- Activity:
Every line from the one containing "latest census entry" to the one containing "match an APAC." in the records below, both included, must be set down exactly, and no other line.

- Supplied records:

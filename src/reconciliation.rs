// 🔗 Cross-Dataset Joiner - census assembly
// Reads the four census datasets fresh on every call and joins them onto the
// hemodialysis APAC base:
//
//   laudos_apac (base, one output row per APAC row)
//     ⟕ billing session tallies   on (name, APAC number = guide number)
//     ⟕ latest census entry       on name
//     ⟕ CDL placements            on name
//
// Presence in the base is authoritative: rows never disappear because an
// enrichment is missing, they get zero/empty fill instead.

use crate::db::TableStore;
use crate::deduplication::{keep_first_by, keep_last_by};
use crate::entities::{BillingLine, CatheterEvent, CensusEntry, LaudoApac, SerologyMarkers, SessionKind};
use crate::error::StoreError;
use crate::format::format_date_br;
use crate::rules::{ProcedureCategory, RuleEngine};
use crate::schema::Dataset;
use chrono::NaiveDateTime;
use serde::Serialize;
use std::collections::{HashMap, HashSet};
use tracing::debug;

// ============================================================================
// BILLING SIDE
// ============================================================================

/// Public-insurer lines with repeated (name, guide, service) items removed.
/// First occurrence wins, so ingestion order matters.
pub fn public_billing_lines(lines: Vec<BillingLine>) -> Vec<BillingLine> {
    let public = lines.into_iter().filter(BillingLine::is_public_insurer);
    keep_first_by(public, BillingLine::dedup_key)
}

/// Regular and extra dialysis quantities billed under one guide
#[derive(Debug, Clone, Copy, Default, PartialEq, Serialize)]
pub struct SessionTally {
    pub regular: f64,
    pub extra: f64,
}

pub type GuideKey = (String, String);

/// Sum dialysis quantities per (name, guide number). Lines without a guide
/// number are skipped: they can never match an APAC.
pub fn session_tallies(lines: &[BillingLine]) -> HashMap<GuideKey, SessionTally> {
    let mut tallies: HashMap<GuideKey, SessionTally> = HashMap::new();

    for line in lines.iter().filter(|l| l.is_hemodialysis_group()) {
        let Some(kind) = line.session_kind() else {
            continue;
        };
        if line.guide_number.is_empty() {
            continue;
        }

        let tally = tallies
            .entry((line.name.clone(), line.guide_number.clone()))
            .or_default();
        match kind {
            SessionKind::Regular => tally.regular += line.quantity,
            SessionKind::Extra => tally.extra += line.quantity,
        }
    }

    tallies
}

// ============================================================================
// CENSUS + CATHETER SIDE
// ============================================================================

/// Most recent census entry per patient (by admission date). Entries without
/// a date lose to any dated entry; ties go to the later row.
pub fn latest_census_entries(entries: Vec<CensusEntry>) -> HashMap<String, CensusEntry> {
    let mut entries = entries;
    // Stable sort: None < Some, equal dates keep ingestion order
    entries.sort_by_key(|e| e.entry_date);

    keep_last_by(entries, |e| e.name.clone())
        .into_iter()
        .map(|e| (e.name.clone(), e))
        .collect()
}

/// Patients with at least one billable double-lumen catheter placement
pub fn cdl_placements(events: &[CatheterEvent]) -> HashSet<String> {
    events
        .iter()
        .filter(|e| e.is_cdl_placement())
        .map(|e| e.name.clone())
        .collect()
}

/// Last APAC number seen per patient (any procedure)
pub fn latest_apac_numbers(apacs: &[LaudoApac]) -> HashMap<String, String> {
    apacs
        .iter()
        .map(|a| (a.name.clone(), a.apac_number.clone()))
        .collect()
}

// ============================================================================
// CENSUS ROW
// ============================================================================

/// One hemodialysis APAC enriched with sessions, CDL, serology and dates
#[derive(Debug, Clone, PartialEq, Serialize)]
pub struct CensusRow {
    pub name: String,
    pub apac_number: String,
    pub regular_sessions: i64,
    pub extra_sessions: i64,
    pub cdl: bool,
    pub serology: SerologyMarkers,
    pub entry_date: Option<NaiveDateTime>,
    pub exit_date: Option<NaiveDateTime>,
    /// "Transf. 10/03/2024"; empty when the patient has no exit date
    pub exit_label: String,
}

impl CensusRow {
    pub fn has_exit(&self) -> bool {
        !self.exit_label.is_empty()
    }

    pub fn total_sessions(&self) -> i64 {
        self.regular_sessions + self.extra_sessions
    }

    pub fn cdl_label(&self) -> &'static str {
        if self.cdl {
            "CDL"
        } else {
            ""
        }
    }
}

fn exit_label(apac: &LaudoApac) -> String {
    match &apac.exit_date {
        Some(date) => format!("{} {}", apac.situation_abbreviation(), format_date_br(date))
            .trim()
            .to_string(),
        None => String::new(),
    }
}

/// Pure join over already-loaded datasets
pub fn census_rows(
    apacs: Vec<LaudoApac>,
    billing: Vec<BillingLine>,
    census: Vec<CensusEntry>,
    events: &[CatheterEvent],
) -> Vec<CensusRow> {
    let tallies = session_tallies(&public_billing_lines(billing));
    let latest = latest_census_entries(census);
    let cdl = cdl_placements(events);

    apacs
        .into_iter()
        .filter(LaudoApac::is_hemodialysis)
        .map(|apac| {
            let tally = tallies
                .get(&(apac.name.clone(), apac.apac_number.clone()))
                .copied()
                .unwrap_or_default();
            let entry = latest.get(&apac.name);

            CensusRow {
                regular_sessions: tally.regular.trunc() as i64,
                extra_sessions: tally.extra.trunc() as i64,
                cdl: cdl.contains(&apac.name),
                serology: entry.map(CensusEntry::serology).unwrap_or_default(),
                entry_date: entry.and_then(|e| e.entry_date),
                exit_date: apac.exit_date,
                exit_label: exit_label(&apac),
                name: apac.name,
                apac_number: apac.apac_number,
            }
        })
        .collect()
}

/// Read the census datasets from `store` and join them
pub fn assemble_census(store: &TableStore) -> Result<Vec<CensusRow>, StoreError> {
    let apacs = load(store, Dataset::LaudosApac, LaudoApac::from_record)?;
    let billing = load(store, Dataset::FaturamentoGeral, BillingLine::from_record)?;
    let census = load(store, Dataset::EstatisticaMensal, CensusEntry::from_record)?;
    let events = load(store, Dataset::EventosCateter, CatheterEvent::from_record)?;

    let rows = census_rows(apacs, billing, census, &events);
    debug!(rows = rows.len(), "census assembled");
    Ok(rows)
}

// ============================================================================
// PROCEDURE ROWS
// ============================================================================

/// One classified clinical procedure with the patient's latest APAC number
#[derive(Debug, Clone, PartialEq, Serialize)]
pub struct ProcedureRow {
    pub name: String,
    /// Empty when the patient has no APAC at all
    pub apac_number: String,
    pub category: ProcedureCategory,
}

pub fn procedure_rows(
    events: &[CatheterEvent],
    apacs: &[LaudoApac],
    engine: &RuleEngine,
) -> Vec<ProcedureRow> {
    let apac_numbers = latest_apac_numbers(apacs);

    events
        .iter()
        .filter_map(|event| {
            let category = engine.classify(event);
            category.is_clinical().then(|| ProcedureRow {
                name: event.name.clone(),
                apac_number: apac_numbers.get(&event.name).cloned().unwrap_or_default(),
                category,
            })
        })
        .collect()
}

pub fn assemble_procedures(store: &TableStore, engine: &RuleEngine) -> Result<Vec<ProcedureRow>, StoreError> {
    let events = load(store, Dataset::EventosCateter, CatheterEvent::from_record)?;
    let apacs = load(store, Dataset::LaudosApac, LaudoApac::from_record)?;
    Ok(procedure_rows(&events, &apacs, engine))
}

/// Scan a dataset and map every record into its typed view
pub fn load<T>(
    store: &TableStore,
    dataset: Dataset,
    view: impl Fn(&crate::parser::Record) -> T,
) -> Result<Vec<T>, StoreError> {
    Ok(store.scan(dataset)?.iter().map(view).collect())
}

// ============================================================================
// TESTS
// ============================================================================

- Answer to this problem:
//     ⟕ latest census entry       on name
//     ⟕ CDL placements            on name
//
// Presence in the base is authoritative: rows never disappear because an
// enrichment is missing, they get zero/empty fill instead.

use crate::db::TableStore;
use crate::deduplication::{keep_first_by, keep_last_by};
use crate::entities::{BillingLine, CatheterEvent, CensusEntry, LaudoApac, SerologyMarkers, SessionKind};
use crate::error::StoreError;
use crate::format::format_date_br;
use crate::rules::{ProcedureCategory, RuleEngine};
use crate::schema::Dataset;
use chrono::NaiveDateTime;
use serde::Serialize;
use std::collections::{HashMap, HashSet};
use tracing::debug;

// ============================================================================
// BILLING SIDE
// ============================================================================

/// Public-insurer lines with repeated (name, guide, service) items removed.
/// First occurrence wins, so ingestion order matters.
pub fn public_billing_lines(lines: Vec<BillingLine>) -> Vec<BillingLine> {
    let public = lines.into_iter().filter(BillingLine::is_public_insurer);
    keep_first_by(public, BillingLine::dedup_key)
}

/// Regular and extra dialysis quantities billed under one guide
#[derive(Debug, Clone, Copy, Default, PartialEq, Serialize)]
pub struct SessionTally {
    pub regular: f64,
    pub extra: f64,
}

pub type GuideKey = (String, String);

/// Sum dialysis quantities per (name, guide number). Lines without a guide
/// number are skipped: they can never match an APAC.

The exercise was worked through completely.